Introduction to Data Management
Glossary
Glossary-14 15873 Tandem Computers Incorporated
System. A computer system that consists of from 2 to 16 processors on a dual
communication path (DYNABUS interprocessor bus). A system in a network of
systems is also called a node.
System failure. The failure of system components (CPUs or buses) to remain online,
making the system unusable.
Table. A logical representation of data in a relational database in which a set of
records is represented as a sequence of rows, and the set of fields common to all the
records is represented as a series of columns. The intersection of a row and a column
represents the data value of a particular field in a particular record.
Table lock. In NonStop SQL, a lock held by a process on all the rows in a table.
Takeover processing. In RDF, a situation in which you direct the backup system to take
over processing activities during a disaster at the primary system. Takeover is
invoked by issuing an RDFCOM command at the backup system.

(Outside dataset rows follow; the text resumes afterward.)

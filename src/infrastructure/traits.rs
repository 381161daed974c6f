//! I/O boundary traits for testability
//!
//! These traits abstract external I/O operations, allowing services
//! to be tested with mock implementations.

use std::io;
use std::path::Path;

/// Filesystem abstraction for testability.
pub trait FileSystem: Send + Sync {
    /// Read file contents to string.
    fn read_to_string(&self, path: &Path) -> io::Result<String>;

    /// Check if path is a file.
    fn is_file(&self, path: &Path) -> bool;
}

/// Real filesystem implementation.
#[derive(Debug, Default)]
pub struct RealFileSystem;

impl FileSystem for RealFileSystem {
    fn read_to_string(&self, path: &Path) -> io::Result<String> {
        std::fs::read_to_string(path)
    }

    fn is_file(&self, path: &Path) -> bool {
        path.is_file()
    }
}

TCP. Terminal control process, a PATHWAY requester process that is responsible for
terminal management and transaction control. A TCP is a multi-tasking process that
interprets and executes the screen programs in your application, and that coordinates
communication between the screen programs, their devices, the server processes, and
PATHMON.
TEDIT. An advanced, full-screen text editor that allows you to create and modify EDIT
files.
TERM. In PATHWAY, a definition of a task that uses a screen program to control I/O
devices (such as terminals or workstations) or I/O processes (such as front-end
processes). Each task runs as a thread in a TCP, which can handle many such tasks
concurrently. For each dedicated I/O device or process that you configure, you must
explicitly define a TERM.
Terminal control process. See TCP.
Throughput. The number of transactions that the system can process in a particular
span of time--expressed, for example, as transactions per second. As throughput
increases, the cost of each transaction falls proportionally.
TMF. Transaction Monitoring Facility, a software product that manages transactions
requested by programs. TMF helps maintain database consistency and integrity, and
protects the database against damage due to system or media failures.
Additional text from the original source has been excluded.